When I gave birth to my first child in 2003, I was as prepared as I could be: positions, breathing, birth plan. What I hadn't accounted for was an uninvited, domineering presence in a corner of the room that would so dictate proceedings that no one dared act without referring to it. The cardiotocography (CTG) machine, the silent birth partner.
CTG machines measure fetal heart rate and uterine contractions and are now omnipresent in labour wards, but it was never meant to be this way. When they were first developed, in a partnership between Konrad Hammacher and Hewlett Packard in 1968, they were to save lives by detecting the early stages of hypoxia – babies starving of oxygen in the womb. Following their introduction in hospitals from the early 1970s, perinatal deaths went down (although this also coincided with better antenatal screening), but for the last 10 years this figure has remained static. And the number of babies born with cerebral palsy has not decreased in the last 100 years (it's still not known if cerebral palsy is absolutely a birth injury, or happens at another time).

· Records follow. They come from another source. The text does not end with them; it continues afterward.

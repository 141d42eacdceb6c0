//! The storage engine proper.
//!
//! Everything element-grouped lives here: identifier types, the attribute
//! registry, typed column storage, the shared rebuild machinery, and the two
//! container layouts built on top of it.

pub mod attribute;
pub mod chunked;
pub mod column;
pub mod error;
pub mod packed;
pub mod rebuild;
pub mod types;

Meanwhile, there is increasing litigation against the NHS directly related to the misinterpretation of cardiotocograms (CTGs) resulting in babies born dead or damaged. The cost of these lawsuits has risen sevenfold in four years: from £11.8m in 2006 to £85.8m last year.
Without question that CTGs save lives, but there is a big problem – like all equipment they are only as good as the people operating them, and results can be difficult to interpret. Trials show they can lead to false positives, which can lead to unnecessary intervention. And because CTGs are a monitoring, not a diagnostic tool, the results should never be read in isolation but as part of a jigsaw.
My first labour, in 2003, resulted in various interventions – induction, forceps, emergency C-section, lumbar puncture for my baby, IV antibiotics (the side effects of which could have been profound deafness) – many triggered by the CTGs on which we all, slavishly, started to rely. Looking back, I can only compare parts of it to otherwise rational, intelligent people over-relying on satnav and driving up one-way streets, simply because a machine told them to. There were times when the midwives attending paid more attention to the machine's spewing paper tongue than me. Look at me, I wanted to say, look up.
With CTGs, one midwife can sit in front of a central monitor and keep track of several women in one go. "CTGs are the only way," one senior member of maternity staff told me, "to stretch one midwife over more than one woman." Contrary to popular belief, things don't go wrong in labour from one minute to another, there are warning signs – signs a CTG can pick up, but there has to be someone there to interpret the data and get appropriate help quickly. Otherwise CTGs are not just useless but dangerous, providing a false sense of security.
With hindsight and after much analysis of all the data of my own first birth, (which took many years) there was no real evidence to show my daughter was indeed ever in distress, so I'll never know if the C-section saved her life or if I took up unnecessary medical time and resources. But at least I had the luxury of musing with a live, healthy baby. About 500 babies die each year as a result of misinterpretation of CTGs.
After the birth I became highly involved with maternity services, acting as a lay representative at a large teaching hospital. The most harrowing case I ever sat in on was that of a woman whose baby showed obvious signs of distress, but the medical staff attending only looked at the last few sheets of the printout (which concertinas into a neat pile as it prints out, I often wonder if part of the answer would be to simply not perforate the paper). In other words, instead of flinging their arms wide and looking at data that would have given them a good overview, their hands did no more flicking than if they'd been reading a paperback book.
There is another major problem, which has nothing to do with CTGs per se, but which their use flags up. Remember those unnecessary interventions mentioned earlier? With increasing C-sections, some senior staff are in theatre at a time when they should be on the ward. When staff suspect something is not right they are often scared of getting help. "If you suspect something is wrong," more than one labour ward professional told me, "you need to get a doctor with experience, and if they're in theatre performing a C-section, which they increasingly are, it takes a lot of courage to make a fuss." So you have situations where doctors are performing C-sections that may or may not be necessary and have often been decided on by the (mis)reading of a CTG, and there are other women whose babies desperately need C-sections, but are not getting them at all, or in time. Some babies are being monitored to death.
This is not a problem that is going to go away. We have a shortage of midwives that is entirely cash-led, with more cuts threatened, despite a pre-election promise to increase the number. The more continuous the care a woman receives, the less chance of a breakdown in communication. There will now be much talk of retraining staff in the reading of CTGs (more money spent, more staff away from the labour ward), and certainly that's important. But, yet again, it's a misreading of the situation. The CTG machine was never meant to be the labouring women's default companion: an experienced midwife was.